The class/fare levels to which demand with a higher willingness to pay higher fares are mapped may be defined flexibly as fares and class usage change and needs to be aligned to current market circumstances.

Having mapped the business segment to higher classes leads optimization to protect more seats for late booking higher fares and avoids spiral down encountered in general forecasting processes using only historic class booked as input.

Sell-Up

Sell-up is here defined as the process of closing lower classes to force demand to buy a higher fare other than already protection of late booking high fare demand that the revenue management system already does. Particularly when the protection of a limited share of the seats remaining still allows low fare bookings, sell-up can be applied to close low fare classes to achieve more revenue. A trade-off needs to be made in how much revenue can be gained when low fare classes are closed by sales of higher fare classes against the loss of revenue how much low fare demand may be rejected. Sell-up can build on the differences in type of demand booking by days before departure to only close low classes at the time before departure that more can be gained from demand willing to pay higher fares books. In sell-up the timing of closing lower classes is critical.

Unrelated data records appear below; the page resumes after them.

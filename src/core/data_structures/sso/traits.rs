/*!
 * SSO Trait Implementations
 */

use super::repr::SsoString;
use crate::core::errors::StrError;
use serde::de::{self, SeqAccess, Visitor};
use serde::{Deserialize, Deserializer, Serialize, Serializer};
use std::borrow::Borrow;
use std::cmp::Ordering;
use std::fmt;
use std::hash::{Hash, Hasher};
use std::ops::Deref;
use std::str::FromStr;

impl Default for SsoString {
    #[inline]
    fn default() -> Self {
        Self::new()
    }
}

impl Deref for SsoString {
    type Target = [u8];

    #[inline(always)]
    fn deref(&self) -> &[u8] {
        self.as_bytes()
    }
}

impl AsRef<[u8]> for SsoString {
    #[inline(always)]
    fn as_ref(&self) -> &[u8] {
        self.as_bytes()
    }
}

impl Borrow<[u8]> for SsoString {
    #[inline]
    fn borrow(&self) -> &[u8] {
        self.as_bytes()
    }
}

impl PartialEq for SsoString {
    #[inline]
    fn eq(&self, other: &Self) -> bool {
        self.as_bytes() == other.as_bytes()
    }
}

impl Eq for SsoString {}

impl PartialEq<str> for SsoString {
    fn eq(&self, other: &str) -> bool {
        self.as_bytes() == other.as_bytes()
    }
}

impl PartialEq<&str> for SsoString {
    fn eq(&self, other: &&str) -> bool {
        self.as_bytes() == other.as_bytes()
    }
}

impl PartialEq<[u8]> for SsoString {
    fn eq(&self, other: &[u8]) -> bool {
        self.as_bytes() == other
    }
}

impl PartialOrd for SsoString {
    #[inline]
    fn partial_cmp(&self, other: &Self) -> Option<Ordering> {
        Some(self.cmp(other))
    }
}

impl Ord for SsoString {
    #[inline]
    fn cmp(&self, other: &Self) -> Ordering {
        self.as_bytes().cmp(other.as_bytes())
    }
}

impl Hash for SsoString {
    fn hash<H: Hasher>(&self, state: &mut H) {
        self.as_bytes().hash(state);
    }
}

impl fmt::Debug for SsoString {
    fn fmt(&self, f: &mut fmt::Formatter<'_>) -> fmt::Result {
        write!(f, "\"{}\"", self.as_bytes().escape_ascii())
    }
}

impl fmt::Display for SsoString {
    fn fmt(&self, f: &mut fmt::Formatter<'_>) -> fmt::Result {
        f.write_str(&String::from_utf8_lossy(self.as_bytes()))
    }
}

impl fmt::Write for SsoString {
    fn write_str(&mut self, s: &str) -> fmt::Result {
        self.append(s).map_err(|_| fmt::Error)
    }
}

/// Infallible conversion; aborts on allocation failure like `String`.
/// Use [`SsoString::from_bytes`] where out-of-memory must be reported.
impl From<&str> for SsoString {
    fn from(s: &str) -> Self {
        Self::from_vec(s.as_bytes().to_vec())
    }
}

/// Infallible conversion; aborts on allocation failure like `String`.
/// Use [`SsoString::from_bytes`] where out-of-memory must be reported.
impl From<String> for SsoString {
    fn from(s: String) -> Self {
        Self::from_vec(s.into_bytes())
    }
}

/// Infallible conversion; aborts on allocation failure like `String`.
/// Use [`SsoString::from_bytes`] where out-of-memory must be reported.
impl From<&[u8]> for SsoString {
    fn from(bytes: &[u8]) -> Self {
        Self::from_vec(bytes.to_vec())
    }
}

impl FromStr for SsoString {
    type Err = StrError;

    fn from_str(s: &str) -> Result<Self, Self::Err> {
        Self::from_bytes(s.as_bytes())
    }
}

impl Serialize for SsoString {
    fn serialize<S: Serializer>(&self, serializer: S) -> Result<S::Ok, S::Error> {
        match self.as_str() {
            Some(s) => serializer.serialize_str(s),
            None => serializer.serialize_bytes(self.as_bytes()),
        }
    }
}

struct SsoStringVisitor;

impl<'de> Visitor<'de> for SsoStringVisitor {
    type Value = SsoString;

    fn expecting(&self, f: &mut fmt::Formatter<'_>) -> fmt::Result {
        f.write_str("a string or byte sequence")
    }

    fn visit_str<E: de::Error>(self, v: &str) -> Result<SsoString, E> {
        SsoString::from_bytes(v.as_bytes()).map_err(E::custom)
    }

    fn visit_string<E: de::Error>(self, v: String) -> Result<SsoString, E> {
        Ok(SsoString::from(v))
    }

    fn visit_bytes<E: de::Error>(self, v: &[u8]) -> Result<SsoString, E> {
        SsoString::from_bytes(v).map_err(E::custom)
    }

    fn visit_seq<A: SeqAccess<'de>>(self, mut seq: A) -> Result<SsoString, A::Error> {
        let mut out = SsoString::new();
        while let Some(byte) = seq.next_element::<u8>()? {
            out.append_char(byte).map_err(de::Error::custom)?;
        }
        Ok(out)
    }
}

impl<'de> Deserialize<'de> for SsoString {
    fn deserialize<D: Deserializer<'de>>(deserializer: D) -> Result<Self, D::Error> {
        deserializer.deserialize_any(SsoStringVisitor)
    }
}
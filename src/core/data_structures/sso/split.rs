/*!
 * Split and Join
 */

use super::repr::SsoString;
use super::scan::find_bytes;
use crate::core::errors::{StrError, StrResult};

impl SsoString {
    /// Split on every occurrence of `delim`
    ///
    /// An empty delimiter yields one copy of the whole string. Adjacent
    /// delimiters yield empty parts, and a trailing delimiter yields a
    /// trailing empty part.
    pub fn split(&self, delim: impl AsRef<[u8]>) -> StrResult<Vec<SsoString>> {
        let delim = delim.as_ref();
        let src = self.as_bytes();
        if delim.is_empty() {
            return Ok(vec![SsoString::from_bytes(src)?]);
        }

        let mut parts = Vec::new();
        let mut rest = src;
        while let Some(pos) = find_bytes(rest, delim) {
            parts.push(SsoString::from_bytes(&rest[..pos])?);
            rest = &rest[pos + delim.len()..];
        }
        parts.push(SsoString::from_bytes(rest)?);
        Ok(parts)
    }

    /// Concatenate `parts` with `delim` between neighbours
    ///
    /// No delimiter precedes the first part; no parts gives an empty string.
    pub fn join<I, S>(parts: I, delim: impl AsRef<[u8]>) -> StrResult<SsoString>
    where
        I: IntoIterator<Item = S>,
        S: AsRef<[u8]>,
    {
        let delim = delim.as_ref();
        let mut out = SsoString::new();
        for (i, part) in parts.into_iter().enumerate() {
            if i > 0 {
                out.append(delim)?;
            }
            out.append(part)?;
        }
        Ok(out)
    }

    /// Join borrowed byte slices, sizing the result up front
    pub fn join_slices(parts: &[&[u8]], delim: impl AsRef<[u8]>) -> StrResult<SsoString> {
        let delim = delim.as_ref();
        let total = parts
            .iter()
            .try_fold(0usize, |acc, part| acc.checked_add(part.len()))
            .and_then(|len| len.checked_add(delim.len() * parts.len().saturating_sub(1)))
            .ok_or(StrError::OutOfMemory(usize::MAX))?;

        let mut out = SsoString::with_capacity(total + 1)?;
        for (i, part) in parts.iter().enumerate() {
            if i > 0 {
                out.append(delim)?;
            }
            out.append(part)?;
        }
        Ok(out)
    }
}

Sell-up can differ from the regular process of closing lower classes called protection, where minimum fares levels are set (by closing lower fare classes) to protect seats for later booking higher value demand.

Protection of remaining seats can still leave lower class fares available when the remaining capacity exceeds the protected seats. Sell-up aims to close lower classes at any period in the booking window when higher overall revenue can be achieved from demand being forced to buy a higher fare.

Closure Policies

Closure policies are here defined as settings added to the availability control data 4 closing lower classes on specific flight(s)/dates at a specific time before departure. A closure policy defines the level of low classes to close and when to close these for a specific flight/date and is applied via availability control data 4.

3. Description Invention

The generic airline revenue management system functionality will use the historic data by class booked to forecast demand and not have the ability to identify potential higher willingness to pay when demand with a higher willingness to pay buys low fares and are booked on low fare booking classes.

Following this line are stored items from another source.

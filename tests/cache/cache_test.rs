/*!
 * Cache Tests
 * Basic operations, TTL expiry and zero-copy lifetimes
 */

use pretty_assertions::assert_eq;
use std::thread;
use std::time::Duration;
use sysprims::{Cache, CacheConfig, CacheError};

#[test]
fn test_set_then_get_returns_stored_bytes() {
    let cache = Cache::new(1000, Duration::from_secs(300));
    let pairs: Vec<(String, Vec<u8>)> = (0..50)
        .map(|i| (format!("key:{}", i), vec![i as u8; i]))
        .collect();

    for (key, value) in &pairs {
        cache.set(key.as_bytes(), value).expect("set failed");
    }
    for (key, value) in &pairs {
        let found = cache.get(key.as_bytes()).expect("missing key");
        assert_eq!(found.len(), value.len());
        assert_eq!(&*found, &value[..]);
    }
    assert_eq!(cache.total_size(), pairs.len());
}

#[test]
fn test_invalidate_then_get_misses() {
    let cache = Cache::default();
    cache.set(b"session", b"abc").unwrap();
    assert!(cache.invalidate(b"session"));
    assert!(cache.get(b"session").is_none());
    assert!(!cache.contains(b"session"));
}

#[test]
fn test_invalid_keys() {
    let cache = Cache::default();
    assert_eq!(cache.set(b"", b"value"), Err(CacheError::InvalidKey));
    assert_eq!(cache.total_size(), 0);
}

#[test]
fn test_ttl_expiry_on_get() {
    let cache = Cache::new(10, Duration::from_secs(300));
    cache
        .set_with_ttl(b"k", b"v", Duration::from_millis(50))
        .unwrap();
    assert!(cache.get(b"k").is_some());

    thread::sleep(Duration::from_millis(120));
    assert!(cache.get(b"k").is_none());
    assert_eq!(cache.total_size(), 0);
    assert_eq!(cache.stats().expirations, 1);
}

#[test]
fn test_default_ttl_expiry() {
    let cache = Cache::new(10, Duration::from_millis(50));
    cache.set(b"k", b"v").unwrap();
    thread::sleep(Duration::from_millis(120));
    assert!(cache.get(b"k").is_none());
    assert_eq!(cache.total_size(), 0);
}

#[test]
fn test_purge_expired_sweeps_without_access() {
    let cache = Cache::new(100, Duration::ZERO);
    for i in 0..10 {
        let key = format!("short{}", i);
        cache
            .set_with_ttl(key.as_bytes(), b"x", Duration::from_millis(30))
            .unwrap();
    }
    cache.set(b"forever", b"y").unwrap();

    thread::sleep(Duration::from_millis(80));
    assert_eq!(cache.purge_expired(), 10);
    assert_eq!(cache.total_size(), 1);
    assert!(cache.get(b"forever").is_some());
}

#[test]
fn test_zero_copy_handle_survives_invalidate_update_and_destroy() {
    let cache = Cache::new(64, Duration::ZERO);
    cache.set(b"k", b"original").unwrap();

    let held = cache.get(b"k").unwrap();
    let before = held.as_ptr();

    assert!(cache.invalidate(b"k"));
    assert_eq!(&*held, b"original");

    cache.set(b"k", b"replacement").unwrap();
    assert_eq!(&*held, b"original");
    assert_eq!(&*cache.get(b"k").unwrap(), b"replacement");

    cache.destroy();
    assert_eq!(held.as_ptr(), before);
    assert_eq!(&*held, b"original");
    assert_eq!(held.ref_count(), 1);
    held.release();
}

#[test]
fn test_clear_drops_everything() {
    let cache = Cache::default();
    for i in 0..100 {
        cache.set(format!("k{}", i).as_bytes(), b"v").unwrap();
    }
    assert_eq!(cache.clear(), 100);
    assert_eq!(cache.total_size(), 0);
    assert!(cache.get(b"k1").is_none());
}

#[test]
fn test_config_presets_drive_capacity() {
    let cache = Cache::with_config(CacheConfig::default().with_capacity(640));
    assert_eq!(cache.total_capacity(), 640);
    assert_eq!(cache.shard_stats().len(), 32);
    assert!(cache.shard_stats().iter().all(|s| s.capacity == 20));
}

#[test]
fn test_stats_serialize() {
    let cache = Cache::default();
    cache.set(b"a", b"1").unwrap();
    let _ = cache.get(b"a");
    let json = serde_json::to_value(cache.stats()).unwrap();
    assert_eq!(json["hits"], 1);
    assert_eq!(json["size"], 1);
}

A revenue management system is meant to provide availability controls to the inventory/reservation system to maximize the revenue from a range of fares offered to have customers pay the maximum they are willing to pay. Where airlines have a mix of business and leisure travellers, business travellers are expected to be less price sensitive, ie. a willingness to pay higher fares. When using past booked data only identifying the class booked, the demand forecast only reflects the actual booking class, driven by lowest class available and fare rule restrictions that may have applied. This leads to under estimating the willingness to pay higher fares and if no fare rules or less effective fare rules apply, a potential spiral down in consecutive updates of the forecast as availability is based on a forecast of low fare bookings only.

In general using historic class booked information in the forecast process leads to under estimating the potential willingness to pay and the revenue management system not serving the aimed for objectives.

To better identify the potential for higher fare demand the solution proposed here identifies at the reservation data level if a record can be classified as having a higher willingness to pay higher fares or not. It can be done using information found in the reservations data to derive the length of the trip, day of week departure/arrival and sales channel, frequent flyer identifier and/or possibly corporate contract information using at least one of these items to define a plurality of levels of willingness to pay higher fares. This can be done in a variety of ways of which one will be described in the preferred embodiment of the invention.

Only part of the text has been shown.